Кей задумчива и немного печальна, какой бывает, когда выходит из дому, не зная, куда идти.
– Нечто настолько очевидное, что мы просто этого не замечаем… никто этого не замечает. Часто мы не видим чего-то только потому, что оно… как это говорят… на виду. Но что? Что она говорит нам?
– Прекрасно. Давайте посмотрим, что тут у нас на виду, – говорит Бентон.
Таким откровенно враждебным и замкнутым она видела его нечасто. Своего презрения к капитану он не скрывает. На итальянце отличный костюм в мелкую полоску, на золотых запонках, когда на них падает свет, вспыхивает герб карабинеров.
– Да, на виду.

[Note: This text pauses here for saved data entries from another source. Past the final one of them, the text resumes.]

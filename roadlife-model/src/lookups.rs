//! Named lookup sets supplied by the host.
//!
//! Each set maps string keys to a number or a text value. The model only reads
//! lookups; a missing key is a configuration error for the segment being run.

use std::collections::HashMap;
use std::sync::OnceLock;

use serde::{Deserialize, Serialize};

use crate::error::ModelError;
use crate::piecewise::PiecewiseLinear;

const DEFAULT_LOOKUP_DATA: &str = include_str!("../data/lookups.json");

#[derive(Debug, Clone, PartialEq, Serialize, Deserialize)]
#[serde(untagged)]
pub enum LookupValue {
    Number(f64),
    Text(String),
}

impl LookupValue {
    fn describe(&self) -> String {
        match self {
            Self::Number(n) => n.to_string(),
            Self::Text(t) => t.clone(),
        }
    }
}

#[derive(Debug, Clone, Default, PartialEq, Serialize, Deserialize)]
#[serde(transparent)]
pub struct LookupTables {
    sets: HashMap<String, HashMap<String, LookupValue>>,
}

impl LookupTables {
    /// # Errors
    ///
    /// Returns an error if the JSON cannot be parsed into lookup sets.
    pub fn from_json(json: &str) -> Result<Self, serde_json::Error> {
        serde_json::from_str(json)
    }

    /// Lookup sets shipped with the crate, used by the tester and the tests.
    #[must_use]
    pub fn load_from_static() -> Self {
        serde_json::from_str(DEFAULT_LOOKUP_DATA).unwrap_or_default()
    }

    #[must_use]
    pub fn default_tables() -> &'static Self {
        static TABLES: OnceLock<LookupTables> = OnceLock::new();
        TABLES.get_or_init(Self::load_from_static)
    }

    /// Insert or replace a single value.
    pub fn insert(&mut self, set: &str, key: &str, value: LookupValue) {
        self.sets
            .entry(set.to_string())
            .or_default()
            .insert(key.to_string(), value);
    }

    #[must_use]
    pub fn contains(&self, set: &str, key: &str) -> bool {
        self.sets.get(set).is_some_and(|s| s.contains_key(key))
    }

    fn get(&self, set: &str, key: &str) -> Result<&LookupValue, ModelError> {
        self.sets
            .get(set)
            .and_then(|s| s.get(key))
            .ok_or_else(|| ModelError::missing_lookup(set, key))
    }

    /// Numeric lookup. Text values that parse as numbers are accepted.
    ///
    /// # Errors
    ///
    /// Returns an error when the key is missing or the value is not numeric.
    pub fn number_value(&self, set: &str, key: &str) -> Result<f64, ModelError> {
        match self.get(set, key)? {
            LookupValue::Number(n) => Ok(*n),
            LookupValue::Text(t) => t.trim().parse().map_err(|_| ModelError::LookupType {
                set: set.to_string(),
                key: key.to_string(),
                expected: "number",
                value: t.clone(),
            }),
        }
    }

    /// Text lookup. Numbers are rendered with their shortest representation.
    ///
    /// # Errors
    ///
    /// Returns an error when the key is missing.
    pub fn text_value(&self, set: &str, key: &str) -> Result<String, ModelError> {
        Ok(self.get(set, key)?.describe())
    }

    /// Parse a text lookup as a piecewise-linear setup string.
    ///
    /// # Errors
    ///
    /// Returns an error when the key is missing or the setup string is malformed.
    pub fn curve(&self, set: &str, key: &str, extrapolate: bool) -> Result<PiecewiseLinear, ModelError> {
        let setup = self.text_value(set, key)?;
        PiecewiseLinear::from_setup(&setup, extrapolate)
    }
}

#[cfg(test)]
mod tests {
    use super::*;

    const SAMPLE: &str = r#"{
        "general": { "base_date": "01/07/2024", "rehab_open_after_period": 3 },
        "road_class": { "arterial": "a", "4": 2.5 }
    }"#;

    #[test]
    fn reads_numbers_and_text() {
        let tables = LookupTables::from_json(SAMPLE).unwrap();
        assert_eq!(tables.text_value("general", "base_date").unwrap(), "01/07/2024");
        assert!((tables.number_value("general", "rehab_open_after_period").unwrap() - 3.0).abs() < 1e-12);
        assert_eq!(tables.text_value("road_class", "4").unwrap(), "2.5");
    }

    #[test]
    fn missing_and_mistyped_keys_fail() {
        let tables = LookupTables::from_json(SAMPLE).unwrap();
        assert!(matches!(
            tables.number_value("general", "nope"),
            Err(ModelError::MissingLookup { .. })
        ));
        assert!(matches!(
            tables.number_value("general", "base_date"),
            Err(ModelError::LookupType { .. })
        ));
        assert!(!tables.contains("absent", "x"));
    }

    #[test]
    fn insert_overrides_values() {
        let mut tables = LookupTables::from_json(SAMPLE).unwrap();
        tables.insert("general", "rehab_open_after_period", LookupValue::Number(5.0));
        assert!((tables.number_value("general", "rehab_open_after_period").unwrap() - 5.0).abs() < 1e-12);
    }

    #[test]
    fn static_tables_load() {
        let tables = LookupTables::default_tables();
        assert!(tables.contains("general", "base_date"));
        assert!(tables.contains("scurve_mesh_cracks", "aadi_min"));
    }
}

Каждый дюйм ее обнаженной плоти – до того как ее положили на носилки. Мы должны изучить ее в этом состоянии. Нетронутой. Такой, какой он оставил ее. – Капитан не сводит глаз со Скарпетты. – Но прежде, пока я не забыл, за нашу последнюю встречу в Риме. Предлагаю тост.
Предлагать тост, когда на столе перед ними фотографии мертвой молодой женщины, ее обнаженного, изуродованного тела, в этом есть что-то… нехорошее.
– Выпьем за ФБР, – продолжает капитан Пома. – За их решимость видеть во всем террористический акт. Довольно-таки легкая цель – звезда тенниса.
– Ссылаться на такое – бесполезная трата времени. – Бентон поднимает бокал и пьет без тоста.
– Так передайте вашему правительству, чтобы оно прекратило выступать с этими намеками. И раз уж мы одни, скажу со всей откровенностью. Ваше правительство ведет закулисную игру, и единственная причина, по которой мы не обсуждали эту тему раньше, заключается в том, что итальянцы просто не верят столь смехотворным утверждениям. Террористы здесь ни при чем, что бы ни утверждало ФБР. Это глупо.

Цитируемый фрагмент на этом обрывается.